:: TO DO ::
Should any entry seem unclear, still set it down exactly as given, along with all the others.

Stored items:
*** Begin section ***

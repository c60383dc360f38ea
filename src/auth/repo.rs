use crate::auth::repo_types::User;
use anyhow::Context;
use sqlx::SqlitePool;
use time::OffsetDateTime;

impl User {
    /// Find a user by username.
    pub async fn find_by_username(db: &SqlitePool, username: &str) -> anyhow::Result<Option<User>> {
        let user = sqlx::query_as::<_, User>(
            r#"
            SELECT id, username, password_hash, created_at
            FROM users
            WHERE username = ?
            "#,
        )
        .bind(username)
        .fetch_optional(db)
        .await
        .context("find user by username")?;
        Ok(user)
    }

    /// Create a new user with hashed password.
    pub async fn create(db: &SqlitePool, username: &str, password_hash: &str) -> anyhow::Result<User> {
        let user = sqlx::query_as::<_, User>(
            r#"
            INSERT INTO users (username, password_hash, created_at)
            VALUES (?, ?, ?)
            RETURNING id, username, password_hash, created_at
            "#,
        )
        .bind(username)
        .bind(password_hash)
        .bind(OffsetDateTime::now_utc())
        .fetch_one(db)
        .await
        .context("insert user")?;
        Ok(user)
    }

    #[cfg(test)]
    pub async fn count_by_username(db: &SqlitePool, username: &str) -> anyhow::Result<i64> {
        let count = sqlx::query_scalar::<_, i64>("SELECT COUNT(*) FROM users WHERE username = ?")
            .bind(username)
            .fetch_one(db)
            .await
            .context("count users by username")?;
        Ok(count)
    }
}

#[cfg(test)]
mod tests {
    use super::*;
    use crate::db;

    #[tokio::test]
    async fn create_then_find() {
        let db = db::memory().await;
        let created = User::create(&db, "ann", "hash").await.expect("create");
        let found = User::find_by_username(&db, "ann")
            .await
            .expect("query")
            .expect("user exists");
        assert_eq!(found.id, created.id);
        assert_eq!(found.password_hash, "hash");
        assert!(User::find_by_username(&db, "bob").await.expect("query").is_none());
    }

    #[tokio::test]
    async fn duplicate_username_violates_unique_constraint() {
        let db = db::memory().await;
        User::create(&db, "ann", "h1").await.expect("first insert");
        let err = User::create(&db, "ann", "h2").await.unwrap_err();
        let sqlx_err = err.downcast_ref::<sqlx::Error>().expect("sqlx error");
        assert!(sqlx_err
            .as_database_error()
            .map(|e| e.is_unique_violation())
            .unwrap_or(false));
        assert_eq!(User::count_by_username(&db, "ann").await.expect("count"), 1);
    }
}
use axum::response::Html;

use super::{layout, Flash};

fn credentials_form(action: &str, submit: &str) -> String {
    format!(
        r#"<form method="post" action="{action}">
        <label>Username <input type="text" name="username" required></label>
        <label>Password <input type="password" name="password" required></label>
        <p><button type="submit">{submit}</button></p>
    </form>"#
    )
}

pub fn signup_page(flash: Option<&Flash>) -> Html<String> {
    let body = format!(
        r#"{}
    <p>Already have an account? <a href="/login">Log in</a>.</p>"#,
        credentials_form("/signup", "Sign up")
    );
    layout("Sign up", false, flash, &body)
}

pub fn login_page(flash: Option<&Flash>) -> Html<String> {
    let body = format!(
        r#"{}
    <p>No account yet? <a href="/signup">Sign up</a>.</p>"#,
        credentials_form("/login", "Log in")
    );
    layout("Login", false, flash, &body)
}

*** End section ***

:: SOLUTION FOR THIS EXERCISE ::
repository c60383dc360f38ea
filename src/auth/repo.rs
use crate::auth::repo_types::User;
use anyhow::Context;
use sqlx::SqlitePool;
use time::OffsetDateTime;

impl User {
    /// Find a user by username.
    pub async fn find_by_username(db: &SqlitePool, username: &str) -> anyhow::Result<Option<User>> {
        let user = sqlx::query_as::<_, User>(
            r#"
            SELECT id, username, password_hash, created_at
            FROM users
            WHERE username = ?
            "#,
        )
        .bind(username)
        .fetch_optional(db)
        .await
        .context("find user by username")?;
        Ok(user)
    }

    /// Create a new user with hashed password.
    pub async fn create(db: &SqlitePool, username: &str, password_hash: &str) -> anyhow::Result<User> {
        let user = sqlx::query_as::<_, User>(
            r#"
            INSERT INTO users (username, password_hash, created_at)
            VALUES (?, ?, ?)
            RETURNING id, username, password_hash, created_at
            "#,
        )
        .bind(username)
        .bind(password_hash)
        .bind(OffsetDateTime::now_utc())
        .fetch_one(db)
        .await
        .context("insert user")?;
        Ok(user)
    }

    #[cfg(test)]
    pub async fn count_by_username(db: &SqlitePool, username: &str) -> anyhow::Result<i64> {
        let count = sqlx::query_scalar::<_, i64>("SELECT COUNT(*) FROM users WHERE username = ?")
            .bind(username)
            .fetch_one(db)
            .await
            .context("count users by username")?;
        Ok(count)
    }
}

#[cfg(test)]
mod tests {
    use super::*;
    use crate::db;

    #[tokio::test]
    async fn create_then_find() {
        let db = db::memory().await;
        let created = User::create(&db, "ann", "hash").await.expect("create");
        let found = User::find_by_username(&db, "ann")
            .await
            .expect("query")
            .expect("user exists");
        assert_eq!(found.id, created.id);
        assert_eq!(found.password_hash, "hash");
        assert!(User::find_by_username(&db, "bob").await.expect("query").is_none());
    }

    #[tokio::test]
    async fn duplicate_username_violates_unique_constraint() {
        let db = db::memory().await;
        User::create(&db, "ann", "h1").await.expect("first insert");
        let err = User::create(&db, "ann", "h2").await.unwrap_err();
        let sqlx_err = err.downcast_ref::<sqlx::Error>().expect("sqlx error");
        assert!(sqlx_err
            .as_database_error()
            .map(|e| e.is_unique_violation())
            .unwrap_or(false));
        assert_eq!(User::count_by_username(&db, "ann").await.expect("count"), 1);
    }
}
use axum::response::Html;

use super::{layout, Flash};

fn credentials_form(action: &str, submit: &str) -> String {
    format!(
        r#"<form method="post" action="{action}">
        <label>Username <input type="text" name="username" required></label>
        <label>Password <input type="password" name="password" required></label>
        <p><button type="submit">{submit}</button></p>
    </form>"#
    )
}

pub fn signup_page(flash: Option<&Flash>) -> Html<String> {
    let body = format!(
        r#"{}
    <p>Already have an account? <a href="/login">Log in</a>.</p>"#,
        credentials_form("/signup", "Sign up")
    );
    layout("Sign up", false, flash, &body)
}

pub fn login_page(flash: Option<&Flash>) -> Html<String> {
    let body = format!(
        r#"{}
    <p>No account yet? <a href="/signup">Sign up</a>.</p>"#,
        credentials_form("/login", "Log in")
    );
    layout("Login", false, flash, &body)
}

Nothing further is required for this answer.